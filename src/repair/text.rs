//! Prose strategies for responses that contain no JSON at all.

use super::{is_valid_pair, RawTopic};
use crate::utils::truncate_chars;
use once_cell::sync::Lazy;
use regex::Regex;

static LIST_ITEM_START: Lazy<Regex> = Lazy::new(|| {
    Regex::new(r"^\s*(?:\d{1,2}[.)]\s|[-*•]\s|\*\*|#{1,6}\s)").expect("list item regex")
});
static NUMBERED: Lazy<Regex> =
    Lazy::new(|| Regex::new(r"(?s)^\s*\d{1,2}[.)]\s+(.+)$").expect("numbered item regex"));
static BOLD_TITLE: Lazy<Regex> = Lazy::new(|| {
    Regex::new(r"(?s)^\s*(?:[-*•]\s+)?\*\*(.+?)\*\*\s*[:\-–—]?\s*(.+)$").expect("bold title regex")
});
static WHITESPACE: Lazy<Regex> = Lazy::new(|| Regex::new(r"\s+").expect("whitespace regex"));

const META_PHRASES: &[&str] = &["here are", "trending topics", "json array"];
const CLAUSE_BREAKS: &[&str] = &[": ", "; ", ", ", " - ", " – ", " — "];

const TWO_LINE_TITLE_CHARS: (usize, usize) = (10, 150);
const TWO_LINE_SUMMARY_CHARS: (usize, usize) = (20, 500);
const SENTENCE_CHARS: (usize, usize) = (30, 400);
const MAX_MINED_TITLE_CHARS: usize = 100;

fn collapse(s: &str) -> String {
    WHITESPACE.replace_all(s.trim(), " ").into_owned()
}

fn strip_markdown(s: &str) -> String {
    collapse(&s.replace("**", "").replace('`', ""))
        .trim_start_matches(|c: char| c == '#' || c == '-' || c == '*' || c == '•' || c.is_whitespace())
        .trim_end_matches(':')
        .trim()
        .to_string()
}

fn within(len: usize, (min, max): (usize, usize)) -> bool {
    len >= min && len <= max
}

/// Paragraph-like segments: split on blank lines and at the start of each list item.
pub fn split_segments(text: &str) -> Vec<String> {
    let mut segments = Vec::new();
    let mut current: Vec<&str> = Vec::new();
    for line in text.lines() {
        let starts_item = LIST_ITEM_START.is_match(line);
        if line.trim().is_empty() || (starts_item && !current.is_empty()) {
            if !current.is_empty() {
                segments.push(current.join("\n"));
                current.clear();
            }
            if line.trim().is_empty() {
                continue;
            }
        }
        current.push(line);
    }
    if !current.is_empty() {
        segments.push(current.join("\n"));
    }
    segments
}

/// `Title - Summary`, `Title: Summary`, or `**Title** Summary` inside a list item body.
fn split_title_summary(body: &str) -> Option<(String, String)> {
    if let Some(caps) = BOLD_TITLE.captures(body) {
        return Some((strip_markdown(&caps[1]), collapse(&caps[2])));
    }
    let first_line = body.lines().next().unwrap_or(body);
    let (idx, sep) = [" - ", " – ", " — ", ": "]
        .iter()
        .filter_map(|sep| first_line.find(sep).map(|idx| (idx, *sep)))
        .min_by_key(|(idx, _)| *idx)?;
    let title = strip_markdown(&body[..idx]);
    let summary = collapse(&body[idx + sep.len()..]);
    Some((title, summary))
}

fn numbered_item(segment: &str) -> Option<(String, String)> {
    let caps = NUMBERED.captures(segment)?;
    split_title_summary(&caps[1])
}

fn bold_item(segment: &str) -> Option<(String, String)> {
    let caps = BOLD_TITLE.captures(segment)?;
    Some((strip_markdown(&caps[1]), collapse(&caps[2])))
}

fn two_line_item(segment: &str) -> Option<(String, String)> {
    let mut lines = segment.lines();
    let title = strip_markdown(lines.next()?);
    let summary = collapse(&lines.collect::<Vec<_>>().join(" "));
    if within(title.chars().count(), TWO_LINE_TITLE_CHARS)
        && within(summary.chars().count(), TWO_LINE_SUMMARY_CHARS)
    {
        Some((title, summary))
    } else {
        None
    }
}

/// Strategy 4: numbered list, then bold title, then two-line title/summary per segment.
pub fn structured_text(text: &str, max_results: usize) -> Option<Vec<RawTopic>> {
    let mut topics = Vec::new();
    for segment in split_segments(text) {
        if topics.len() >= max_results {
            break;
        }
        let pair = numbered_item(&segment)
            .or_else(|| bold_item(&segment))
            .or_else(|| two_line_item(&segment));
        if let Some((title, summary)) = pair {
            if is_valid_pair(&title, &summary) {
                topics.push(RawTopic {
                    title,
                    summary,
                    source_url: None,
                });
            }
        }
    }
    if topics.is_empty() {
        None
    } else {
        Some(topics)
    }
}

/// Sentences ending in `.`, `!` or `?` followed by whitespace or end of text.
pub fn split_sentences(text: &str) -> Vec<String> {
    let flat = collapse(&text.replace("**", "").replace('`', ""));
    let mut sentences = Vec::new();
    let mut start = 0;
    let mut chars = flat.char_indices().peekable();
    while let Some((idx, c)) = chars.next() {
        if !matches!(c, '.' | '!' | '?') {
            continue;
        }
        let at_boundary = chars.peek().map_or(true, |(_, next)| next.is_whitespace());
        if at_boundary {
            let end = idx + c.len_utf8();
            sentences.push(flat[start..end].trim().to_string());
            start = end;
        }
    }
    let rest = flat[start..].trim();
    if !rest.is_empty() {
        sentences.push(rest.to_string());
    }
    sentences
}

fn is_meta(sentence: &str) -> bool {
    let lower = sentence.to_lowercase();
    META_PHRASES.iter().any(|phrase| lower.contains(phrase))
}

/// Title from a sentence: first clause, at most 100 characters, no trailing punctuation.
fn first_clause(sentence: &str) -> String {
    let cut = CLAUSE_BREAKS
        .iter()
        .filter_map(|brk| sentence.find(brk))
        .min()
        .unwrap_or(sentence.len());
    let clause = sentence[..cut].trim_start_matches(|c: char| c == '#' || c == '-' || c.is_whitespace());
    truncate_chars(clause, MAX_MINED_TITLE_CHARS)
        .trim_end_matches(|c: char| c.is_ascii_punctuation() || c.is_whitespace())
        .to_string()
}

/// Strategy 5: pair consecutive qualifying sentences as (title, summary).
pub fn sentence_mining(text: &str, max_results: usize) -> Option<Vec<RawTopic>> {
    let sentences: Vec<String> = split_sentences(text)
        .into_iter()
        .filter(|s| within(s.chars().count(), SENTENCE_CHARS))
        .filter(|s| !is_meta(s))
        .collect();

    let topics: Vec<RawTopic> = sentences
        .chunks_exact(2)
        .filter_map(|pair| {
            let title = first_clause(&pair[0]);
            let summary = pair[1].clone();
            is_valid_pair(&title, &summary).then_some(RawTopic {
                title,
                summary,
                source_url: None,
            })
        })
        .take(max_results)
        .collect();

    if topics.is_empty() {
        None
    } else {
        Some(topics)
    }
}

WHAT THE TASK REQUIRES -
Output all entries exactly as given above.

EXERCISE SOLUTION -
filename src/repair/text.rs
//! Prose strategies for responses that contain no JSON at all.

use super::{is_valid_pair, RawTopic};
use crate::utils::truncate_chars;
use once_cell::sync::Lazy;
use regex::Regex;

static LIST_ITEM_START: Lazy<Regex> = Lazy::new(|| {
    Regex::new(r"^\s*(?:\d{1,2}[.)]\s|[-*•]\s|\*\*|#{1,6}\s)").expect("list item regex")
});
static NUMBERED: Lazy<Regex> =
    Lazy::new(|| Regex::new(r"(?s)^\s*\d{1,2}[.)]\s+(.+)$").expect("numbered item regex"));
static BOLD_TITLE: Lazy<Regex> = Lazy::new(|| {
    Regex::new(r"(?s)^\s*(?:[-*•]\s+)?\*\*(.+?)\*\*\s*[:\-–—]?\s*(.+)$").expect("bold title regex")
});
static WHITESPACE: Lazy<Regex> = Lazy::new(|| Regex::new(r"\s+").expect("whitespace regex"));

const META_PHRASES: &[&str] = &["here are", "trending topics", "json array"];
const CLAUSE_BREAKS: &[&str] = &[": ", "; ", ", ", " - ", " – ", " — "];

const TWO_LINE_TITLE_CHARS: (usize, usize) = (10, 150);
const TWO_LINE_SUMMARY_CHARS: (usize, usize) = (20, 500);
const SENTENCE_CHARS: (usize, usize) = (30, 400);
const MAX_MINED_TITLE_CHARS: usize = 100;

fn collapse(s: &str) -> String {
    WHITESPACE.replace_all(s.trim(), " ").into_owned()
}

fn strip_markdown(s: &str) -> String {
    collapse(&s.replace("**", "").replace('`', ""))
        .trim_start_matches(|c: char| c == '#' || c == '-' || c == '*' || c == '•' || c.is_whitespace())
        .trim_end_matches(':')
        .trim()
        .to_string()
}

fn within(len: usize, (min, max): (usize, usize)) -> bool {
    len >= min && len <= max
}

/// Paragraph-like segments: split on blank lines and at the start of each list item.
pub fn split_segments(text: &str) -> Vec<String> {
    let mut segments = Vec::new();
    let mut current: Vec<&str> = Vec::new();
    for line in text.lines() {
        let starts_item = LIST_ITEM_START.is_match(line);
        if line.trim().is_empty() || (starts_item && !current.is_empty()) {
            if !current.is_empty() {
                segments.push(current.join("\n"));
                current.clear();
            }
            if line.trim().is_empty() {
                continue;
            }
        }
        current.push(line);
    }
    if !current.is_empty() {
        segments.push(current.join("\n"));
    }
    segments
}

/// `Title - Summary`, `Title: Summary`, or `**Title** Summary` inside a list item body.
fn split_title_summary(body: &str) -> Option<(String, String)> {
    if let Some(caps) = BOLD_TITLE.captures(body) {
        return Some((strip_markdown(&caps[1]), collapse(&caps[2])));
    }
    let first_line = body.lines().next().unwrap_or(body);
    let (idx, sep) = [" - ", " – ", " — ", ": "]
        .iter()
        .filter_map(|sep| first_line.find(sep).map(|idx| (idx, *sep)))
        .min_by_key(|(idx, _)| *idx)?;
    let title = strip_markdown(&body[..idx]);
    let summary = collapse(&body[idx + sep.len()..]);
    Some((title, summary))
}

fn numbered_item(segment: &str) -> Option<(String, String)> {
    let caps = NUMBERED.captures(segment)?;
    split_title_summary(&caps[1])
}

fn bold_item(segment: &str) -> Option<(String, String)> {
    let caps = BOLD_TITLE.captures(segment)?;
    Some((strip_markdown(&caps[1]), collapse(&caps[2])))
}

fn two_line_item(segment: &str) -> Option<(String, String)> {
    let mut lines = segment.lines();
    let title = strip_markdown(lines.next()?);
    let summary = collapse(&lines.collect::<Vec<_>>().join(" "));
    if within(title.chars().count(), TWO_LINE_TITLE_CHARS)
        && within(summary.chars().count(), TWO_LINE_SUMMARY_CHARS)
    {
        Some((title, summary))
    } else {
        None
    }
}

/// Strategy 4: numbered list, then bold title, then two-line title/summary per segment.
pub fn structured_text(text: &str, max_results: usize) -> Option<Vec<RawTopic>> {
    let mut topics = Vec::new();
    for segment in split_segments(text) {
        if topics.len() >= max_results {
            break;
        }
        let pair = numbered_item(&segment)
            .or_else(|| bold_item(&segment))
            .or_else(|| two_line_item(&segment));
        if let Some((title, summary)) = pair {
            if is_valid_pair(&title, &summary) {
                topics.push(RawTopic {
                    title,
                    summary,
                    source_url: None,
                });
            }
        }
    }
    if topics.is_empty() {
        None
    } else {
        Some(topics)
    }
}

/// Sentences ending in `.`, `!` or `?` followed by whitespace or end of text.
pub fn split_sentences(text: &str) -> Vec<String> {
    let flat = collapse(&text.replace("**", "").replace('`', ""));
    let mut sentences = Vec::new();
    let mut start = 0;
    let mut chars = flat.char_indices().peekable();
    while let Some((idx, c)) = chars.next() {
        if !matches!(c, '.' | '!' | '?') {
            continue;
        }
        let at_boundary = chars.peek().map_or(true, |(_, next)| next.is_whitespace());
        if at_boundary {
            let end = idx + c.len_utf8();
            sentences.push(flat[start..end].trim().to_string());
            start = end;
        }
    }
    let rest = flat[start..].trim();
    if !rest.is_empty() {
        sentences.push(rest.to_string());
    }
    sentences
}

fn is_meta(sentence: &str) -> bool {
    let lower = sentence.to_lowercase();
    META_PHRASES.iter().any(|phrase| lower.contains(phrase))
}

/// Title from a sentence: first clause, at most 100 characters, no trailing punctuation.
fn first_clause(sentence: &str) -> String {
    let cut = CLAUSE_BREAKS
        .iter()
        .filter_map(|brk| sentence.find(brk))
        .min()
        .unwrap_or(sentence.len());
    let clause = sentence[..cut].trim_start_matches(|c: char| c == '#' || c == '-' || c.is_whitespace());
    truncate_chars(clause, MAX_MINED_TITLE_CHARS)
        .trim_end_matches(|c: char| c.is_ascii_punctuation() || c.is_whitespace())
        .to_string()
}

/// Strategy 5: pair consecutive qualifying sentences as (title, summary).
pub fn sentence_mining(text: &str, max_results: usize) -> Option<Vec<RawTopic>> {
    let sentences: Vec<String> = split_sentences(text)
        .into_iter()
        .filter(|s| within(s.chars().count(), SENTENCE_CHARS))
        .filter(|s| !is_meta(s))
        .collect();

    let topics: Vec<RawTopic> = sentences
        .chunks_exact(2)
        .filter_map(|pair| {
            let title = first_clause(&pair[0]);
            let summary = pair[1].clone();
            is_valid_pair(&title, &summary).then_some(RawTopic {
                title,
                summary,
                source_url: None,
            })
        })
        .take(max_results)
        .collect();

    if topics.is_empty() {
        None
    } else {
        Some(topics)
    }
}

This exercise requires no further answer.